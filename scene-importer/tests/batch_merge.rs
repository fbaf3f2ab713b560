//! Shared loading of referenced files and tree reconstruction

use std::sync::Arc;

use scene_importer::{
    BatchLoader, Importer, PropertyStore, ReaderRegistry, hierarchy, import_properties,
    io::MemoryFileSystem,
};

const TRIANGLE: &str = "solid tri
facet normal 0 0 1
outer loop
vertex 0 0 0
vertex 1 0 0
vertex 0 1 0
endloop
endfacet
endsolid tri
";

#[test]
fn test_shared_object_is_read_once() {
    let scene_text = "LWSC
3
LoadObject parts/tri.stl
LoadObject parts/tri.stl
LoadObject parts/../parts/tri.stl
";
    let fs = Arc::new(
        MemoryFileSystem::new()
            .with_file("level/scene.lws", scene_text)
            .with_file("level/parts/tri.stl", TRIANGLE),
    );
    let scene = Importer::new()
        .read_file("level/scene.lws")
        .with_file_system(fs.clone())
        .import_file("level/scene.lws")
        .expect("scene");

    assert_eq!(fs.open_count("level/parts/tri.stl"), 1);
    assert_eq!(scene.num_meshes(), 3);
    for (slot, solid) in ["tri_(10000000)", "tri_(10000001)", "tri_(10000002)"]
        .into_iter()
        .zip(["tri", "tri_1", "tri_2"])
    {
        let slot = scene.find_node(slot).expect("slot");
        assert!(slot.find_node(solid).is_some(), "{solid} below {}", slot.name());
    }

    let materials: Vec<String> = scene.materials().map(|m| m.name()).collect();
    let unique: std::collections::HashSet<&String> = materials.iter().collect();
    assert_eq!(unique.len(), materials.len());
}

#[test]
fn test_favour_speed_keeps_material_names() {
    let scene_text = "LWSC\n3\nLoadObject tri.stl\nLoadObject tri.stl\n";
    let fs = Arc::new(
        MemoryFileSystem::new()
            .with_file("scene.lws", scene_text)
            .with_file("tri.stl", TRIANGLE),
    );
    let scene = Importer::new()
        .read_file("scene.lws")
        .with_file_system(fs)
        .with_property_bool(import_properties::FAVOUR_SPEED, true)
        .import_file("scene.lws")
        .expect("scene");
    let materials: Vec<String> = scene.materials().map(|m| m.name()).collect();
    assert_eq!(materials.len(), 2);
    assert_eq!(materials[0], materials[1]);
}

#[test]
fn test_batch_loader_reports_failures_per_request() {
    let fs = MemoryFileSystem::new()
        .with_file("a.stl", TRIANGLE)
        .with_file("broken.stl", "");
    let registry = ReaderRegistry::with_default_readers();
    let mut loader = BatchLoader::new(&fs, &registry);

    let a = loader.add_load_request("a.stl", PropertyStore::new());
    let missing = loader.add_load_request("missing.stl", PropertyStore::new());
    let broken = loader.add_load_request("broken.stl", PropertyStore::new());
    assert!(loader.get_import(a).is_err(), "nothing is loaded before load_all");

    loader.load_all();
    assert!(loader.get_import(missing).is_err());
    assert!(loader.get_import(broken).is_err());
    let scene = loader.get_import(a).expect("loaded");
    assert_eq!(scene.num_meshes(), 1);
}

#[test]
fn test_long_parent_chains_resolve() {
    const COUNT: u32 = 100_000;
    // every node names the next one as parent, declared leaf first
    let entries: Vec<(u32, Option<u32>)> = (0..COUNT)
        .map(|id| (id, (id + 1 < COUNT).then_some(id + 1)))
        .collect();
    let tree = hierarchy::resolve(&entries, "TEST").expect("chain");
    assert_eq!(tree.roots, [COUNT as usize - 1]);
    assert!(tree.issues.is_empty());

    let order = tree.preorder();
    assert_eq!(order.len(), COUNT as usize);
    assert_eq!(order.first().copied(), Some(COUNT as usize - 1));
    assert_eq!(order.last().copied(), Some(0));
}

#[test]
fn test_cycles_and_double_claims_are_broken() {
    let entries = [
        (1, Some(3)),
        (2, Some(1)),
        (3, Some(2)),
        (4, None),
        (5, Some(4)),
        (5, Some(4)),
        (6, Some(5)),
        (7, Some(9)),
    ];
    let tree = hierarchy::resolve(&entries, "TEST").expect("resolves");

    // every record ends up in the tree exactly once
    let mut order = tree.preorder();
    order.sort_unstable();
    assert_eq!(order, (0..entries.len()).collect::<Vec<_>>());

    // the last attached link of the 1 -> 3 -> 2 -> 1 cycle is dropped and
    // the unknown parent 9 makes 7 a root
    assert_eq!(tree.dropped, [0]);
    assert_eq!(tree.roots, [0, 3, 7]);
    // the node 6 is claimed by the first 5 only
    assert_eq!(tree.children[4], [6]);
    assert!(tree.children[5].is_empty());
    assert!(tree.issues.len() >= 3);
}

===============

Show each line of the material where the word "copied" occurs.

Answer to the exercise.
    assert_eq!(order.first().copied(), Some(COUNT as usize - 1));
    assert_eq!(order.last().copied(), Some(0));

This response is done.